Gregos vão às urnas em legislativas cruciais para o país

Favorito é o partido Syriza, contrário à austeridade, com vantagem de 2,9 a 6,7 pontos percentuais em relação ao conservador ND nas pesquisas eleitorais

As assembleias de voto abriram neste domingo na Grécia para eleições legislativas cruciais, que tem como favorito o partido Syriza, contrário à austeridade.

Um total de 9,8 milhões de eleitores podem votar até às 17h00 GMT (15h00 de Brasília) para eleger 300 deputados.

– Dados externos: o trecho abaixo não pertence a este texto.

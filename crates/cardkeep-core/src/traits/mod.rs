// SPDX-FileCopyrightText: 2026 Cardkeep Contributors
// SPDX-License-Identifier: MIT OR Apache-2.0

//! Boundary traits implemented outside the protection subsystem.
//!
//! Traits use `#[async_trait]` for dynamic dispatch compatibility.

pub mod store;

pub use store::CredentialStore;
// SPDX-FileCopyrightText: 2026 Cardkeep Contributors
// SPDX-License-Identifier: MIT OR Apache-2.0

//! Domain types shared by the hashing, cipher, cache, and record layers.

use std::fmt;

use base64::Engine;
use base64::engine::general_purpose::STANDARD;
use serde::{Deserialize, Serialize};
use uuid::Uuid;
use zeroize::ZeroizeOnDrop;

use crate::error::{CardkeepError, Result};

/// Length of a derived symmetric key in bytes (AES-256).
pub const KEY_LENGTH: usize = 32;

/// Length of the per-user key-derivation salt in bytes.
pub const KEY_SALT_LENGTH: usize = 16;

/// Length of an AES-GCM nonce in bytes (96 bits).
pub const NONCE_LENGTH: usize = 12;

/// Length of an AES-GCM authentication tag in bytes.
pub const TAG_LENGTH: usize = 16;

/// Opaque identifier of an authenticated user.
#[derive(Debug, Clone, Copy, PartialEq, Eq, Hash, PartialOrd, Ord, Serialize, Deserialize)]
pub struct UserId(pub Uuid);

impl UserId {
    /// Create a fresh random identifier.
    pub fn new_random() -> Self {
        Self(Uuid::new_v4())
    }

    /// Raw bytes of the identifier, used as AEAD associated data.
    pub fn as_bytes(&self) -> &[u8; 16] {
        self.0.as_bytes()
    }
}

impl fmt::Display for UserId {
    fn fmt(&self, f: &mut fmt::Formatter<'_>) -> fmt::Result {
        self.0.fmt(f)
    }
}

impl From<Uuid> for UserId {
    fn from(value: Uuid) -> Self {
        Self(value)
    }
}

/// A user's stored password verifier.
///
/// `password_hash` is the self-describing encoded Argon2id string. Debug
/// output omits it.
#[derive(Clone, PartialEq, Eq)]
pub struct Credential {
    pub user_id: UserId,
    pub password_hash: String,
}

impl fmt::Debug for Credential {
    fn fmt(&self, f: &mut fmt::Formatter<'_>) -> fmt::Result {
        f.debug_struct("Credential")
            .field("user_id", &self.user_id)
            .field("password_hash", &"[REDACTED]")
            .finish()
    }
}

/// Per-user random salt feeding key derivation. Immutable once created.
#[derive(Clone, PartialEq, Eq)]
pub struct UserKeySalt {
    pub user_id: UserId,
    salt: [u8; KEY_SALT_LENGTH],
}

impl UserKeySalt {
    pub fn new(user_id: UserId, salt: [u8; KEY_SALT_LENGTH]) -> Self {
        Self { user_id, salt }
    }

    /// Build from bytes loaded from storage, rejecting a wrong length.
    pub fn from_slice(user_id: UserId, salt: &[u8]) -> Result<Self> {
        let salt: [u8; KEY_SALT_LENGTH] = salt.try_into().map_err(|_| {
            CardkeepError::InvalidInput(format!(
                "key salt must be {KEY_SALT_LENGTH} bytes, got {}",
                salt.len()
            ))
        })?;
        Ok(Self { user_id, salt })
    }

    pub fn salt(&self) -> &[u8; KEY_SALT_LENGTH] {
        &self.salt
    }
}

impl fmt::Debug for UserKeySalt {
    fn fmt(&self, f: &mut fmt::Formatter<'_>) -> fmt::Result {
        f.debug_struct("UserKeySalt")
            .field("user_id", &self.user_id)
            .field("salt", &"[REDACTED]")
            .finish()
    }
}

/// A symmetric key derived from a user's password.
///
/// Zeroized on drop; never serialized.
#[derive(Clone, PartialEq, Eq, ZeroizeOnDrop)]
pub struct DerivedKey {
    key: [u8; KEY_LENGTH],
}

impl DerivedKey {
    pub fn from_bytes(bytes: [u8; KEY_LENGTH]) -> Self {
        Self { key: bytes }
    }

    /// Raw key bytes. Use only for immediate cipher operations.
    pub fn as_bytes(&self) -> &[u8; KEY_LENGTH] {
        &self.key
    }
}

impl fmt::Debug for DerivedKey {
    fn fmt(&self, f: &mut fmt::Formatter<'_>) -> fmt::Result {
        f.debug_struct("DerivedKey")
            .field("key", &"[REDACTED]")
            .finish()
    }
}

/// One protected plaintext value: ciphertext, nonce, and tag kept apart.
#[derive(Debug, Clone, PartialEq, Eq)]
pub struct EncryptedField {
    pub ciphertext: Vec<u8>,
    pub nonce: [u8; NONCE_LENGTH],
    pub tag: [u8; TAG_LENGTH],
}

impl EncryptedField {
    /// Text form for persistence: three standard base64 strings.
    pub fn encode(&self) -> EncodedField {
        EncodedField {
            ciphertext: STANDARD.encode(&self.ciphertext),
            nonce: STANDARD.encode(self.nonce),
            tag: STANDARD.encode(self.tag),
        }
    }
}

/// Persistence representation of an [`EncryptedField`].
#[derive(Debug, Clone, PartialEq, Eq, Serialize, Deserialize)]
pub struct EncodedField {
    pub ciphertext: String,
    pub nonce: String,
    pub tag: String,
}

impl EncodedField {
    /// Decode the stored triple.
    ///
    /// Any malformed component yields [`CardkeepError::DecryptionFailed`], the
    /// same error a tag mismatch produces.
    pub fn decode(&self) -> Result<EncryptedField> {
        let ciphertext = STANDARD
            .decode(&self.ciphertext)
            .map_err(|_| CardkeepError::DecryptionFailed)?;
        let nonce = decode_fixed::<NONCE_LENGTH>(&self.nonce)?;
        let tag = decode_fixed::<TAG_LENGTH>(&self.tag)?;
        Ok(EncryptedField {
            ciphertext,
            nonce,
            tag,
        })
    }
}

fn decode_fixed<const N: usize>(encoded: &str) -> Result<[u8; N]> {
    STANDARD
        .decode(encoded)
        .map_err(|_| CardkeepError::DecryptionFailed)?
        .try_into()
        .map_err(|_| CardkeepError::DecryptionFailed)
}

A abertura das urnas ocorreu às 05h00 GMT (3h00 de Brasília).

O Syriza, liderado pelo eurodeputado Alexis Tsipras, de 40 anos, lidera as pesquisas, com uma vantagem de 2,9 a 6,7 pontos percentuais em relação ao conservador Nova Democracia (ND), do primeiro-ministro Antonis Samaras.

Os observadores acreditam na vitória certa do Syriza, restando apenas como dúvida se alcançará a maioria absoluta ou terá que buscar aliados para formar um governo.

Durante a campanha, Tsipras prometeu aumentar o salário mínimo, suprimir certos impostos para os mais pobres e negociar a dívida externa da Grécia, que soma 300 bilhões de euros, o que representa 175% do PIB.

Alexis Tsipras também declarou que não se considera vinculado às exigências da troika de credores – União Europeia (UE), Banco Central Europeu (BCE) e do Fundo Monetário Internacional (FMI) – que, em troca de ajuda financeira, impôs um plano drástico de austeridade econômica.

Já Antonis Samaras defendeu a política de austeridade, argumentando que era a única maneira possível de salvar o país e advertiu contra o perigo de uma vitória do Syriza, que poderia, segundo ele, destruir os esforços feitos pelos gregos.

Em troca de um empréstimo de 240 bilhões de euros, a troika impôs um plano de austeridade que teve consequências graves para parte da população.

As medidas adotadas incluem uma queda significativa dos salários, em alguns casos pela metade, e um aumento dramático do desemprego, que atualmente é de mais de 25% da força de trabalho.

O discurso de Samaras tem dado frutos entre seus adeptos.

No entanto, à luz das pesquisas, são mais numerosos aqueles que preferem ouvir Tsipras quando ele diz que, se vencer, a troika acabará.

Os eleitores de Nea Smyrni, no sul de Atenas, expressam as dúvidas de muitos gregos no momento da votação.

Anna, uma professora aposentada de 65 anos, disse que votaria em Nova Democracia porque Syriza “é assustador”.

Por sua vez, Elli, um estudante de 20 anos, votou no Syriza na esperança de “melhorar a situação” na Grécia e na Europa.

A eleição grega também dá esperanças aos partidos da esquerda radical na Europa, especialmente na Espanha, onde o partido Podemos, surgido a partir do movimento Occupy, tem crescido.

Os países da União Europeia têm, aparentemente, se resignado a uma vitória da esquerda.

“O povo grego escolherá livremente e de forma independente o caminho a percorrer. Eu tenho certeza que vamos encontrar soluções com calma”, declarou a chanceler alemã, Angela Merkel, mal vista na Grécia por sua política em favor da austeridade.

O Syriza espera garantir uma maioria absoluta no novo Parlamento, com 151 de um total de 300, graças aos mais de 50 lugares atribuídos ao partido mais votado.

Para atingir a meta, precisa de pelo menos 36% dos votos e que 12% dos votos se dividam entre os pequenos partidos que não alcancem o mínimo de 3% necessário para participar da distribuição de assentos.

Se não conquistar uma maioria absoluta, Tsipras terá que formar uma aliança.

Como possível aliado figura o To Potami (O Rio), fundado há apenas um ano, que pretende ser o terceiro partido da Grécia. Pesquisas atribuem a ele 6% dos votos.

Outro partido que aspira um terceiro lugar é a formação neonazista Amanhecer Dourado.

Apesar de ter sete deputados e dezenas de seus membros presos sob a acusação de “pertencer a uma organização criminosa”, o Amanhecer Dourado mantém uma alta intenção de voto.

Em caso de fracasso na formação de um governo, os gregos terão de votar novamente em março.